A quick summary of today:
The updated graph with reference connections from Obisdian is:
Real-time Prediction of Taxi Demand Using Recurrent Neural Networks
Introduction
This paper proposes a real-time method for predicting taxi demands in different areas of a city. A big city is divided into smaller areas and during a pre-set period of time, the number of taxi requests in each area is aggregated. This way taxi data becomes a sequence and a LSTM is applied. LSTM is capable of learning long-term dependencies by utilising some gating mechanisms to store information. Therefore, it can for instance remember how many people have requested taxis to attend a concert and after a couple of hours use this information to predict that the same number of people will request taxis from the concert location to different areas. Simply learning the average to predict will not result in a very good model, so the paper adds Mixture Density Networks (MDN) on top of the LSTM. This way, instead of directly predicting a demand value, the output is a mixture distribution of the demand.
Mathematical model
GPS data encoding
A city is split into 153m x 153m area sizes. Then past taxi data is converted into week-long data sequences, which are the input to the LSTM.
RNNs
Taxi demand prediction model
Mixture density networks
MDNs can be used in prediction applications in which an output may have multiple possible outcomes. This paper's model outputs the parameters of a mixture model - the mean and variance of each Gaussian kernel and also mixing coefficient of each kernel which shows how probable the kernel is.
potential gold
LSTM-MDN sequence learning model
LSTM-MDN-Conditional model
In the LSTM-MDN model, the probability distribution of taxi demands in all areas are predicted at the same time-step. This means that prediction in each area is conditioned on all areas of all previous time-steps. However, the taxi demand in an area might not only be related to the past, but also to the taxi demands of other areas in current time-step. So instead of outputting a joint distribution for all areas in a single time step, the network predicts the conditional distribution of each area at a single time-step.
Results
Graph WaveNet for Deep Spatial-Temporal Graph Modeling
Introduction
A basic assumption behind spatial-temporal graph modelling is that a node’s future information is conditioned on its historical information as well as its neighbours’ historical information. Paper contributions:
- A self-adaptive adjacency matrix is constructed to preserve hidden spatial dependencies. This matrix automatically uncovers unseen graph structures from the data without prior knowledge. Experiments show that this method improves results when spatial dependencies exist but are not provided.

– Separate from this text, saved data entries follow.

//! Catalog query: filters, sort and pagination.

use std::cmp::Ordering;

use crate::catalog::Product;
use crate::money::Money;
use crate::search::{Pagination, SearchResults};
use serde::{Deserialize, Serialize};

/// Page size when none is requested.
pub const DEFAULT_LIMIT: i64 = 20;

/// Largest page size a client may request.
pub const MAX_LIMIT: i64 = 100;

/// Field to sort results by.
#[derive(Debug, Clone, Copy, PartialEq, Eq, Hash, Serialize, Deserialize, Default)]
#[serde(rename_all = "camelCase")]
pub enum SortField {
    #[default]
    Name,
    Brand,
    Price,
    Rating,
    ReviewCount,
    Discount,
    StockQuantity,
    CreatedAt,
    Id,
}

/// Sort direction.
#[derive(Debug, Clone, Copy, PartialEq, Eq, Hash, Serialize, Deserialize, Default)]
#[serde(rename_all = "lowercase")]
pub enum SortOrder {
    #[default]
    Asc,
    Desc,
}

/// A catalog query as accepted on `GET /api/laptops`.
///
/// Blank strings are treated as absent, so `?brand=` matches everything.
#[derive(Debug, Clone, Default, Serialize, Deserialize, PartialEq)]
#[serde(rename_all = "camelCase", default)]
pub struct CatalogQuery {
    /// Case-insensitive substring of the brand.
    pub brand: Option<String>,
    /// Exact category name.
    pub category: Option<String>,
    /// Inclusive lower price bound.
    pub min_price: Option<f64>,
    /// Inclusive upper price bound.
    pub max_price: Option<f64>,
    /// Case-insensitive substring of name, brand or processor.
    pub search: Option<String>,
    /// Sort field (default: name).
    pub sort_by: Option<SortField>,
    /// Sort direction (default: ascending).
    pub sort_order: Option<SortOrder>,
    /// Page number, 1-indexed.
    pub page: Option<i64>,
    /// Items per page.
    pub limit: Option<i64>,
    /// Restrict to products that are (or are not) in stock.
    pub in_stock: Option<bool>,
}

impl CatalogQuery {
    /// Create an empty query.
    pub fn new() -> Self {
        Self::default()
    }

    /// Filter by brand substring.
    pub fn with_brand(mut self, brand: impl Into<String>) -> Self {
        self.brand = Some(brand.into());
        self
    }

    /// Filter by category.
    pub fn with_category(mut self, category: impl Into<String>) -> Self {
        self.category = Some(category.into());
        self
    }

    /// Filter by inclusive price range.
    pub fn with_price_range(mut self, min: Option<f64>, max: Option<f64>) -> Self {
        self.min_price = min;
        self.max_price = max;
        self
    }

    /// Set the free-text filter.
    pub fn with_search(mut self, q: impl Into<String>) -> Self {
        self.search = Some(q.into());
        self
    }

    /// Filter by stock state.
    pub fn with_in_stock(mut self, in_stock: bool) -> Self {
        self.in_stock = Some(in_stock);
        self
    }

    /// Set sort option.
    pub fn with_sort(mut self, field: SortField, order: SortOrder) -> Self {
        self.sort_by = Some(field);
        self.sort_order = Some(order);
        self
    }

    /// Set sort option only when the client did not choose one.
    pub fn with_default_sort(mut self, field: SortField, order: SortOrder) -> Self {
        if self.sort_by.is_none() {
            self.sort_by = Some(field);
            self.sort_order = Some(self.sort_order.unwrap_or(order));
        }
        self
    }

    /// Set pagination.
    pub fn with_pagination(mut self, page: i64, limit: i64) -> Self {
        self.page = Some(page);
        self.limit = Some(limit);
        self
    }

    /// Effective page number (at least 1).
    pub fn page(&self) -> i64 {
        self.page.unwrap_or(1).max(1)
    }

    /// Effective page size (1..=MAX_LIMIT).
    pub fn limit(&self) -> i64 {
        self.limit.unwrap_or(DEFAULT_LIMIT).clamp(1, MAX_LIMIT)
    }

    /// Number of matching items skipped before this page.
    pub fn offset(&self) -> i64 {
        (self.page() - 1).saturating_mul(self.limit())
    }

    /// Whether `product` passes every filter.
    pub fn matches(&self, product: &Product) -> bool {
        if let Some(brand) = non_blank(&self.brand) {
            if !contains_ci(&product.brand, brand) {
                return false;
            }
        }

        if let Some(category) = non_blank(&self.category) {
            if product.category.as_str() != category.trim() {
                return false;
            }
        }

        if let Some(min) = self.min_price {
            if product.price < Money::from_decimal(min) {
                return false;
            }
        }

        if let Some(max) = self.max_price {
            if product.price > Money::from_decimal(max) {
                return false;
            }
        }

        if let Some(q) = non_blank(&self.search) {
            let hit = contains_ci(&product.name, q)
                || contains_ci(&product.brand, q)
                || contains_ci(&product.specifications.processor, q);
            if !hit {
                return false;
            }
        }

        if let Some(in_stock) = self.in_stock {
            if product.in_stock != in_stock {
                return false;
            }
        }

        true
    }

    /// Ordering of two products under this query's sort. Ties fall back to
    /// id so pages are stable.
    pub fn compare(&self, a: &Product, b: &Product) -> Ordering {
        let by_field = match self.sort_by.unwrap_or_default() {
            SortField::Name => a.name.to_lowercase().cmp(&b.name.to_lowercase()),
            SortField::Brand => a.brand.to_lowercase().cmp(&b.brand.to_lowercase()),
            SortField::Price => a.price.cmp(&b.price),
            SortField::Rating => a.rating.total_cmp(&b.rating),
            SortField::ReviewCount => a.review_count.cmp(&b.review_count),
            SortField::Discount => a.discount.total_cmp(&b.discount),
            SortField::StockQuantity => a.stock_quantity.cmp(&b.stock_quantity),
            SortField::CreatedAt => a.created_at.cmp(&b.created_at),
            SortField::Id => Ordering::Equal,
        };
        let ordering = by_field.then(a.id.cmp(&b.id));

        match self.sort_order.unwrap_or_default() {
            SortOrder::Asc => ordering,
            SortOrder::Desc => ordering.reverse(),
        }
    }

    /// Filter, sort and paginate `products`.
    pub fn apply<'a>(&self, products: impl Iterator<Item = &'a Product>) -> SearchResults<Product> {
        let mut matching: Vec<&Product> = products.filter(|p| self.matches(p)).collect();
        matching.sort_by(|a, b| self.compare(a, b));

        let total = matching.len() as i64;
        let data = matching
            .into_iter()
            .skip(self.offset().max(0) as usize)
            .take(self.limit() as usize)
            .cloned()
            .collect();

        SearchResults::new(data, Pagination::new(self.page(), self.limit(), total))
    }
}

fn non_blank(value: &Option<String>) -> Option<&str> {
    value.as_deref().filter(|v| !v.trim().is_empty())
}

fn contains_ci(haystack: &str, needle: &str) -> bool {
    haystack
        .to_lowercase()
        .contains(&needle.trim().to_lowercase())
}
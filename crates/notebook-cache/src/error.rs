//! Cache error types.

use thiserror::Error;

/// Errors that can occur when using the cache.
#[derive(Error, Debug)]
pub enum CacheError {
    /// Failed to open the store.
    #[error("Failed to open store: {0}")]
    OpenError(String),

    /// Failed to serialize or deserialize a value.
    #[error("Serialization error: {0}")]
    SerializeError(#[from] serde_json::Error),

    /// Failed to perform store operation.
    #[error("Store operation failed: {0}")]
    StoreError(String),

    /// Filesystem error while flushing a file-backed store.
    #[error("I/O error: {0}")]
    Io(#[from] std::io::Error),
}
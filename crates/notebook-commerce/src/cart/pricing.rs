//! Cart pricing calculations.

use crate::cart::CartState;
use crate::money::Money;
use serde::{Deserialize, Serialize};

/// Tax, shipping and free-shipping rules applied at checkout display.
#[derive(Debug, Clone, Copy, Serialize, Deserialize, PartialEq)]
#[serde(default)]
pub struct PricingPolicy {
    /// Tax rate as a percentage of the subtotal.
    pub tax_rate: f64,
    /// Orders strictly above this subtotal ship free.
    pub free_shipping_threshold: Money,
    /// Flat shipping fee below the threshold.
    pub shipping_cost: Money,
}

impl Default for PricingPolicy {
    fn default() -> Self {
        Self {
            tax_rate: 19.0,
            free_shipping_threshold: Money::from_units(200_000),
            shipping_cost: Money::from_units(15_000),
        }
    }
}

/// Complete pricing breakdown for a cart.
#[derive(Debug, Clone, Copy, Serialize, Deserialize, PartialEq)]
#[serde(rename_all = "camelCase")]
pub struct CartPricing {
    /// Sum of line totals.
    pub subtotal: Money,
    /// Tax on the subtotal.
    pub tax: Money,
    /// Shipping fee; zero for an empty cart or above the threshold.
    pub shipping: Money,
    /// subtotal + tax + shipping.
    pub total: Money,
    /// Sum of quantities.
    pub item_count: i64,
    pub is_empty: bool,
}

impl CartPricing {
    /// Price `state` under `policy`.
    pub fn calculate(state: &CartState, policy: &PricingPolicy) -> Self {
        let subtotal = state.total_price;
        let tax = subtotal.percentage(policy.tax_rate);
        let shipping = if state.is_empty() || subtotal > policy.free_shipping_threshold {
            Money::zero()
        } else {
            policy.shipping_cost
        };

        Self {
            subtotal,
            tax,
            shipping,
            total: subtotal.saturating_add(&tax).saturating_add(&shipping),
            item_count: state.total_items,
            is_empty: state.is_empty(),
        }
    }

    /// Whether this order ships free.
    pub fn has_free_shipping(&self) -> bool {
        !self.is_empty && self.shipping.is_zero()
    }
}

- Additionally, an effective and efficient framework is presented to capture spatial-temporal dependencies simultaneously. The core idea is to combine the proposed graph convolution with dilated causal convolution, allowing each graph convolution layer to address the spatial dependencies of nodes’ information extracted by the dilated causal convolution layers at different granular levels.
Methodology
Problem definition
Given a graph G and S historical time steps, predict the next T time steps.
Graph convolution layer
The paper proposes a novel self-adaptive adjacency matrix, which does not require any prior knowledge and is learned end-to-end through SGD. This way the model can learn hidden spatial dependencies by itself.
Temporal convolution layer
Dilated causal convolution are used as TCN to capture temporal trends. Dilated causal convolution networks expand the receptive field exponentially by increasing layer depth. Unlike RNN-based methods, these networks can effectively manage long-range sequences in a non-recursive manner, enabling parallel computation and reducing the risk of gradient explosion. Dilated causal convolution maintains temporal causal order by padding inputs with zeros, ensuring that predictions at the current time step only use historical data. As a variant of standard 1D convolution, the dilated causal convolution operation skips values at regular intervals while sliding over the inputs.
Experiments
Datasets
METR-LA and PEMS-BAY
Baseline models
ARIMA, FC-LSTM, WaveNet, DCRNN, GGRU, STGCN
Results
The impact of the self-adaptive adjacency matrix is examined through experiments conducted with Graph WaveNet, utilizing five different adjacency matrix configurations. Results indicate that even in the absence of prior graph structural knowledge, the adaptive-only model outperforms the forward-only model in terms of mean MAE. The forward-backward-adaptive model demonstrates the lowest scores across all evaluation metrics, suggesting that incorporating the self-adaptive matrix enhances model performance when graph structural information is provided. Further analysis of the learned matrix reveals variations in node influence, with nodes near intersections exerting more influence compared to those along single roads.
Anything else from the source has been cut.